RECORD EXCERPTS —
╔══

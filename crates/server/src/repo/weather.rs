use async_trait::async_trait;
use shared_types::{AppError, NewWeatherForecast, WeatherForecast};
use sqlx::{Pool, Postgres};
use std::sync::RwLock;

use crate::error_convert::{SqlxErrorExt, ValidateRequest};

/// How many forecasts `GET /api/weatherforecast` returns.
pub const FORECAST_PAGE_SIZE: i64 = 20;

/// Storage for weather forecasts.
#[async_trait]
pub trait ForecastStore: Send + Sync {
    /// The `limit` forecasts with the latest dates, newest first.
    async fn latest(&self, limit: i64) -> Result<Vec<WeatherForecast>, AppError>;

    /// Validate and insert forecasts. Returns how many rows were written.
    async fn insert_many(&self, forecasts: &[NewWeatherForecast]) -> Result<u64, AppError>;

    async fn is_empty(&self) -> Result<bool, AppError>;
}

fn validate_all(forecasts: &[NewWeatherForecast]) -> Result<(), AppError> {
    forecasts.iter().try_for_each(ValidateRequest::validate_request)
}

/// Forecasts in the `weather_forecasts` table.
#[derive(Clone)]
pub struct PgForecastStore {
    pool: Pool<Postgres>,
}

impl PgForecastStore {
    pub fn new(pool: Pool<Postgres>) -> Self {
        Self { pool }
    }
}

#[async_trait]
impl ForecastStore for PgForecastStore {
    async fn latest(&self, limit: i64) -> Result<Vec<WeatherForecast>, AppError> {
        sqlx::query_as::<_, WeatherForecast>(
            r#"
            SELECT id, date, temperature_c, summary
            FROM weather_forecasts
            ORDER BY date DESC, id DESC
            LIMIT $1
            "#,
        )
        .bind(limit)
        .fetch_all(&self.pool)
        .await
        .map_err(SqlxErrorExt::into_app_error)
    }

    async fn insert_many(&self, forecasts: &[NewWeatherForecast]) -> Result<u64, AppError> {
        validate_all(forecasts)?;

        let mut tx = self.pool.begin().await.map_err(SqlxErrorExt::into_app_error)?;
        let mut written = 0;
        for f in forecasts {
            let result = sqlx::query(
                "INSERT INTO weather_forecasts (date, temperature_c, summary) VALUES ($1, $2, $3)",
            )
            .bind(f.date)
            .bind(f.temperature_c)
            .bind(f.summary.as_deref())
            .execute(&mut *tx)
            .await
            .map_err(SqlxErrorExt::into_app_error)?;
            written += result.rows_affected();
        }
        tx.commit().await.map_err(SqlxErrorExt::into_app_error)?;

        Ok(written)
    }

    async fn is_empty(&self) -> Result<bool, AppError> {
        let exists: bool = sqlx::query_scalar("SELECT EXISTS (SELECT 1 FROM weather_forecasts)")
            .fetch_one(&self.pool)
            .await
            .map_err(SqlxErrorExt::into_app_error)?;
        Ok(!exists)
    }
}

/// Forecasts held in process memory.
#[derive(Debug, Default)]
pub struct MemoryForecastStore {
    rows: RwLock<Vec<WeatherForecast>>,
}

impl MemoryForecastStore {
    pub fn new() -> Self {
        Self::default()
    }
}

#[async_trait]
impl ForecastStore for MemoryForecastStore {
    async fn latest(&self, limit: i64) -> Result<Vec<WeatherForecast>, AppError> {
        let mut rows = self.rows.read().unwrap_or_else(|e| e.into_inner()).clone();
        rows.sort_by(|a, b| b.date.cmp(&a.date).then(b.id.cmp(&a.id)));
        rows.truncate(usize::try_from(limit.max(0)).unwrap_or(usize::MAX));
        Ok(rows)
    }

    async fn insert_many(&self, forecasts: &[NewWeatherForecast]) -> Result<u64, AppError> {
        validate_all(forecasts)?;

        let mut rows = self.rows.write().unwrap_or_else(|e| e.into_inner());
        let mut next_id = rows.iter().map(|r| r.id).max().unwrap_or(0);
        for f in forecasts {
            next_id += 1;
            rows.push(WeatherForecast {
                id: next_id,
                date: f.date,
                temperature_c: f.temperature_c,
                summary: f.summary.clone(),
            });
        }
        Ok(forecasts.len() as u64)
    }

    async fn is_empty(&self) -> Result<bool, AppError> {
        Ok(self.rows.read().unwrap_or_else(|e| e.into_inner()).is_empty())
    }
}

╚══
╔══

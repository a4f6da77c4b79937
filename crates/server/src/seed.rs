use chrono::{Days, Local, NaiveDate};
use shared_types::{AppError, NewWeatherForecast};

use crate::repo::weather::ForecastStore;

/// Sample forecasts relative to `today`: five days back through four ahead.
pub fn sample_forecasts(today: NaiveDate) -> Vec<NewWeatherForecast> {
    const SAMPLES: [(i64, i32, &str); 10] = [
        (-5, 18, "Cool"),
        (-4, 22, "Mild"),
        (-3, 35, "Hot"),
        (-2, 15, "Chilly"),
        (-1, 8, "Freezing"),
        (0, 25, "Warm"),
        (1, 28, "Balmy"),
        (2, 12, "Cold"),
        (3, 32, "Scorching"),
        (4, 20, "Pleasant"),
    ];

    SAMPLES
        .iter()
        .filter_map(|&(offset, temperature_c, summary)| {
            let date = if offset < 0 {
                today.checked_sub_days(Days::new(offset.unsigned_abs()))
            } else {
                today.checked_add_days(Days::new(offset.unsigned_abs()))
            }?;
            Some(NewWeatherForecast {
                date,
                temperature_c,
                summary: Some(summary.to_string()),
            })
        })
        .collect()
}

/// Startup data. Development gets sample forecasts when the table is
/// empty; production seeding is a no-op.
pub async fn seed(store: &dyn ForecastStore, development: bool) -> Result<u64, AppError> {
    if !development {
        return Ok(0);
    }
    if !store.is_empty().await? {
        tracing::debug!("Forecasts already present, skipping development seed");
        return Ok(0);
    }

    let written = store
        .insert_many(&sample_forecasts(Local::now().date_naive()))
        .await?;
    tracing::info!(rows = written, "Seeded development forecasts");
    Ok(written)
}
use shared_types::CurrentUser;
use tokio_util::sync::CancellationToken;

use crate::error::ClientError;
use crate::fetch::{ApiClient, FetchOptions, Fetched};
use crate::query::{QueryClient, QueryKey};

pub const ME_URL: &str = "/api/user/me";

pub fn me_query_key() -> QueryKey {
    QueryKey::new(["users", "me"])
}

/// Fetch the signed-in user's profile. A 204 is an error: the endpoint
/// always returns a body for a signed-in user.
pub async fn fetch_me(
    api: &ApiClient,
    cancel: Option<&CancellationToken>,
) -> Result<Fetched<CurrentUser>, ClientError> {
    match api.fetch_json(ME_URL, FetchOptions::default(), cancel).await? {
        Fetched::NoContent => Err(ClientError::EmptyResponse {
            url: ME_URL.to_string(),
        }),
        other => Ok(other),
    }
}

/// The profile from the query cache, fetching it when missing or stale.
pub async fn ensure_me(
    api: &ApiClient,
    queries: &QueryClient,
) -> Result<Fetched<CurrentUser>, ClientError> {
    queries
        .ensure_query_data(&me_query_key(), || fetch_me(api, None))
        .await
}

╚══

ASSIGNMENT — The required answer is the run of lines above, starting at the line with "today.checked_add_days(Days::new(offset.unsigned_abs()))" and ending at the line with "the table is", reproduced exactly with both ends.

EXERCISE RESPONSE —
                today.checked_add_days(Days::new(offset.unsigned_abs()))
            }?;
            Some(NewWeatherForecast {
                date,
                temperature_c,
                summary: Some(summary.to_string()),
            })
        })
        .collect()
}

/// Startup data. Development gets sample forecasts when the table is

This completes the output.